# Need info on this Roadmaster bicycle!!



## THEGOLDENGREEK (Dec 7, 2014)

I would like to now what this model of this bicycle was called. I was told it might be a roadster model or a rainbow frame. It does have a rear Morrow hub maybe i can find the year of the bike through that as well. The bike is blue and red. Does have tross rods up front, but no holes in the fornt fender for a light. I will try to post the serial number soon maybe that will help. But the frame reminds me of a colson snaptank Thank you very much to all with any info on this bicycle!! 
the serial number to this Roadmaster is *D48321 the i also see a 19 in the middle*. Decoding the musselman hub i see a ... *I-1...*


----------



## jpromo (Dec 7, 2014)

Hey George! I don't remember what the catalogs called this model, but collectors have dubbed it a double bar roadster. Late 1937 was when the middle bars spread further apart like this example so it'll be late '37-39ish when the model was discontinued for more modern stylings.

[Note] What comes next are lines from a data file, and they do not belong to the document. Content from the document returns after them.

use std::fmt::Debug;
use num_traits::{PrimInt, Signed};

use crate::Result;

/// Integer edge weight.
///
/// Any signed primitive integer qualifies. Weights may be zero or negative;
/// relaxation over a topological order never needs them to be positive.
pub trait Weight: PrimInt + Signed + Debug + Send + Sync + 'static {}

impl<T> Weight for T where T: PrimInt + Signed + Debug + Send + Sync + 'static {}

/// A weighted edge between two vertices
#[derive(Debug, Clone, Copy, PartialEq, Eq, Hash)]
pub struct Edge<W> {
    pub from: usize,
    pub to: usize,
    pub weight: W,
}

impl<W> Edge<W> {
    pub fn new(from: usize, to: usize, weight: W) -> Self {
        Edge { from, to, weight }
    }
}

/// Trait representing a weighted graph with contiguous vertex ids `0..n`
pub trait Graph<W>: Debug
where
    W: Weight,
{
    /// Returns the number of vertices in the graph
    fn vertex_count(&self) -> usize;

    /// Returns the number of inserted edges (an undirected edge counts once)
    fn edge_count(&self) -> usize {
        self.edges().len()
    }

    /// Returns true if edges are one-directional
    fn is_directed(&self) -> bool;

    /// Returns every inserted edge in insertion order
    fn edges(&self) -> &[Edge<W>];

    /// Returns the outgoing edges of a vertex in insertion order
    ///
    /// Vertices outside the graph have no outgoing edges.
    fn outgoing_edges(&self, vertex: usize) -> &[Edge<W>];

    /// Returns true if the vertex exists in the graph
    fn has_vertex(&self, vertex: usize) -> bool {
        vertex < self.vertex_count()
    }
}

/// Trait for mutable graph operations
pub trait MutableGraph<W>: Graph<W>
where
    W: Weight,
{
    /// Adds an edge between existing vertices with the given weight
    fn add_edge(&mut self, from: usize, to: usize, weight: W) -> Result<()>;
}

I have pretty good serial documentation from this period, so I should be able to pinpoint it if you list it up.


----------



## Euphman06 (Dec 7, 2014)

I've always called it a double bar roadster. Here's my 1937, badged through a Philly Sporting goods store, but CWC made as well.


----------



## THEGOLDENGREEK (Dec 7, 2014)

Euphman06 said:


> I've always called it a double bar roadster. Here's my 1937, badged through a Philly Sporting goods store, but CWC made as well.




Nice bike you have Euphman.. but your bike and my bike look to be a bit different. I notice your lower bar is attached to your head tube mine doesn't for what ever reason. Plus your trus rods go through the  front fork on yours mine dont!


----------



## jpromo (Dec 7, 2014)

THEGOLDENGREEK said:


> Nice bike you have Euphman.. but your bike and my bike look to be a bit different. I notice your lower bar is attached to your head tube mine doesn't for what ever reason. Plus your trus rods go through the  front fork on yours mine dont!

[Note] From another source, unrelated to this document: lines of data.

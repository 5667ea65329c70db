use std::fs::File;
use std::io::{BufReader, BufWriter, Read};
use std::path::Path;

use serde::{Deserialize, Serialize};

use crate::graph::{AdjacencyGraph, Graph, MutableGraph};
use crate::Result;

/// JSON representation of a graph
///
/// ```json
/// { "n": 3, "directed": true, "edges": [ { "u": 0, "v": 1, "w": 4 } ] }
/// ```
#[derive(Debug, Clone, Serialize, Deserialize)]
pub struct GraphDocument {
    pub n: usize,
    #[serde(default = "default_directed")]
    pub directed: bool,
    #[serde(default)]
    pub edges: Vec<EdgeRecord>,
}

/// One edge of a [`GraphDocument`]
#[derive(Debug, Clone, Copy, Serialize, Deserialize)]
pub struct EdgeRecord {
    pub u: usize,
    pub v: usize,
    #[serde(default = "default_weight")]
    pub w: i64,
}

fn default_directed() -> bool {
    true
}

fn default_weight() -> i64 {
    1
}

impl GraphDocument {
    /// Builds the graph, rejecting edges with endpoints outside `0..n`
    pub fn into_graph(self) -> Result<AdjacencyGraph<i64>> {
        let mut graph = AdjacencyGraph::new(self.n, self.directed);
        for edge in self.edges {
            graph.add_edge(edge.u, edge.v, edge.w)?;
        }
        Ok(graph)
    }

    pub fn from_graph(graph: &AdjacencyGraph<i64>) -> Self {
        GraphDocument {
            n: graph.vertex_count(),
            directed: graph.is_directed(),
            edges: graph
                .edges()
                .iter()
                .map(|e| EdgeRecord { u: e.from, v: e.to, w: e.weight })
                .collect(),
        }
    }
}

/// Parses a graph from a JSON string
pub fn from_json_str(json: &str) -> Result<AdjacencyGraph<i64>> {
    let document: GraphDocument = serde_json::from_str(json)?;
    document.into_graph()
}

/// Parses a graph from a JSON reader
pub fn from_reader<R: Read>(reader: R) -> Result<AdjacencyGraph<i64>> {
    let document: GraphDocument = serde_json::from_reader(reader)?;
    document.into_graph()
}

/// Loads a graph from a JSON file
pub fn load_file<P: AsRef<Path>>(path: P) -> Result<AdjacencyGraph<i64>> {
    let file = File::open(path)?;
    from_reader(BufReader::new(file))
}

/// Writes a graph to a JSON file
pub fn save_file<P: AsRef<Path>>(path: P, graph: &AdjacencyGraph<i64>) -> Result<()> {
    let file = File::create(path)?;
    serde_json::to_writer_pretty(BufWriter::new(file), &GraphDocument::from_graph(graph))?;
    Ok(())
}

'35-37 had the tight bar spacing of Euphman's bike and late '37 saw the bars spread further apart to accommodate a tank. The fork on your bike doesn't appear to be original. It should be the same as Euphman's. It's a forged fork with a truss plate that attaches underneath at the fender screw. There were several forks that turn up from this time but that would be most likely for post 1937.


----------



## THEGOLDENGREEK (Dec 7, 2014)

jpromo said:


> '35-37 had the tight bar spacing of Euphman's bike and late '37 saw the bars spread further apart to accommodate a tank. The fork on your bike doesn't appear to be original. It should be the same as Euphman's. It's a forged fork with a truss plate that attaches underneath at the fender screw. There were several forks that turn up from this time but that would be most likely for post 1937.

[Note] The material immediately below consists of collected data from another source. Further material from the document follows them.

use crate::algorithm::{Distance, Instrumented, Objective, PathResult};
use crate::graph::{Graph, Weight};
use crate::metrics::Metrics;
use crate::{Error, Result};

/// Single-source shortest and longest paths over a DAG
///
/// Vertices are relaxed once each, in a topological order supplied by the
/// caller, so negative weights need no special handling. The order is
/// trusted: a sequence that is not a topological order of `graph`, or a graph
/// with cycles, yields meaningless distances.
#[derive(Debug, Default)]
pub struct DagPathSolver {
    metrics: Metrics,
}

impl DagPathSolver {
    pub fn new() -> Self {
        Self::default()
    }

    /// Minimal distances from `source`; unreachable vertices stay at `+inf`
    pub fn shortest_paths<W, G>(
        &mut self,
        graph: &G,
        source: usize,
        topo_order: &[usize],
    ) -> Result<PathResult<W>>
    where
        W: Weight,
        G: Graph<W>,
    {
        self.run(graph, source, topo_order, Objective::Shortest)
    }

    /// Maximal distances from `source`; unreachable vertices stay at `-inf`
    pub fn longest_paths<W, G>(
        &mut self,
        graph: &G,
        source: usize,
        topo_order: &[usize],
    ) -> Result<PathResult<W>>
    where
        W: Weight,
        G: Graph<W>,
    {
        self.run(graph, source, topo_order, Objective::Longest)
    }

    fn run<W, G>(
        &mut self,
        graph: &G,
        source: usize,
        topo_order: &[usize],
        objective: Objective,
    ) -> Result<PathResult<W>>
    where
        W: Weight,
        G: Graph<W>,
    {
        self.metrics.reset();
        if !graph.has_vertex(source) {
            return Err(Error::SourceNotFound(source));
        }

        self.metrics.start();
        let outcome = self.relax_in_order(graph, source, topo_order, objective);
        self.metrics.stop();
        outcome
    }

    fn relax_in_order<W, G>(
        &mut self,
        graph: &G,
        source: usize,
        topo_order: &[usize],
        objective: Objective,
    ) -> Result<PathResult<W>>
    where
        W: Weight,
        G: Graph<W>,
    {
        let n = graph.vertex_count();

        // Initialize distances and predecessors
        let mut distances = vec![objective.unreached(); n];
        let mut predecessors = vec![None; n];
        distances[source] = Distance::Finite(W::zero());

        for &u in topo_order {
            if !graph.has_vertex(u) {
                return Err(Error::InvalidVertex(u));
            }
            let Distance::Finite(dist_u) = distances[u] else {
                continue;
            };

            // Relax all outgoing edges
            for edge in graph.outgoing_edges(u) {
                self.metrics.edges_processed += 1;
                let v = edge.to;
                if !graph.has_vertex(v) {
                    return Err(Error::InvalidVertex(v));
                }

                let candidate = dist_u
                    .checked_add(&edge.weight)
                    .map(Distance::Finite)
                    .ok_or(Error::WeightOverflow)?;
                if objective.improves(&candidate, &distances[v]) {
                    distances[v] = candidate;
                    predecessors[v] = Some(u);
                    self.metrics.relaxations += 1;
                }
            }
        }

        Ok(PathResult {
            source,
            objective,
            distances,
            predecessors,
        })
    }
}

impl Instrumented for DagPathSolver {
    fn name(&self) -> &'static str {
        "DAG path relaxation"
    }

    fn metrics(&self) -> &Metrics {
        &self.metrics
    }
}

Oh ok i got you with what your saying.... but the fork on my bike is original for sure jason it is the same color and has the same patina to go along with the bicycle. Unless there was a bracket that might have went under the front fender and its missing i have no clue on that.


----------



## marius.suiram (Dec 7, 2014)

I was making researches about Morrow eclipse hubs, I found this site.
Maybe it helps

http://www.strandcruisers.com/morrow/morrow_hub_dating.htm


----------



## Freqman1 (Dec 8, 2014)

THEGOLDENGREEK said:


> Oh ok i got you with what your saying.... but the fork on my bike is original for sure jason it is the same color and has the same patina to go along with the bicycle. Unless there was a bracket that might have went under the front fender and its missing i have no clue on that.




I sure wish Phil was still on the site! I had a '39 with that fork and my '41 has the same fork. My '39 was an original paint bike so I know it was right. I think thi sfork may have been used for bikes that either didn't come with a headlight or it was a fender mounted front loader. V/r Shawn


----------



## jpromo (Dec 8, 2014)

Freqman1 said:


> I sure wish Phil was still on the site! I had a '39 with that fork and my '41 has the same fork. My '39 was an original paint bike so I know it was right. I think thi sfork may have been used for bikes that either didn't come with a headlight or it was a fender mounted front loader. V/r Shawn




Yeah, I was doubting my statement once looking around more. I'd just never seen this fork on a CWC DBR; they always seem to be the forged with plate bracket or the swan fork. It's probably the same one as the '38 Zeps would have had, with the offset lights, so you may be on to something there.


----------



## pedal_junky (Dec 8, 2014)

Here's my '38 Wards Hawthorne purchased from original owners family. It also has the same fork in question. And a shot to the front fender showing no holes for a light.


----------



## THEGOLDENGREEK (Dec 8, 2014)

Very cool pedal junky we do have the same bicycle whats your headbadge look like? Jason i posted up brand new pics and of the hun and the stencil work on the front fork!!


----------



## pedal_junky (Dec 8, 2014)

THEGOLDENGREEK said:


> Very cool pedal junky we do have the same bicycle whats your headbadge look like? Jason i posted up brand new pics and of the hun and the stencil work on the front fork!!





Here's the Wards badge. Mine is also a D serial CWC  built bike.


----------



## frankster41 (Dec 8, 2014)

George everything indicates that your bike is a 1939.
D in serial # and
I on Morrow hub.
Looks good I like the red tires.


----------



## THEGOLDENGREEK (Dec 8, 2014)

Thanks frank on the info of the year to the bike!


----------



## jpromo (Dec 8, 2014)

Agreed--1939. Can't say I've seen darts exactly like those; they're awesome. The detail shots really show how nice this has held up. The first pictures didn't really show that. Another great find!


----------



## jd56 (Dec 8, 2014)

Very nice "G". 
And the red tires set it off.


It's all about the Tanklights!!

How did I run out of room so fast?


----------



## pedal_junky (Dec 8, 2014)

jpromo said:


> Agreed--1939. Can't say I've seen darts exactly like those; they're awesome. The detail shots really show how nice this has held up. The first pictures didn't really show that. Another great find!




Hello Jason, I was flipping through the CWC serial project thread and found darts like this on a D serial Roadmaster Schwinndoggy posted. Cool stuff!


----------



## Euphman06 (Dec 8, 2014)

I might be interested in trading?


----------



## THEGOLDENGREEK (Dec 9, 2014)

Euphman06 said:


> I might be interested in trading?




Trading what for what Euphman??


----------



## THEGOLDENGREEK (Dec 14, 2014)

Bike rides good with new tires. Got to still clean the handle bars and put grips on it!


----------



## rollfaster (Dec 14, 2014)

Love this one George. Red tires look great on it. Rob.


----------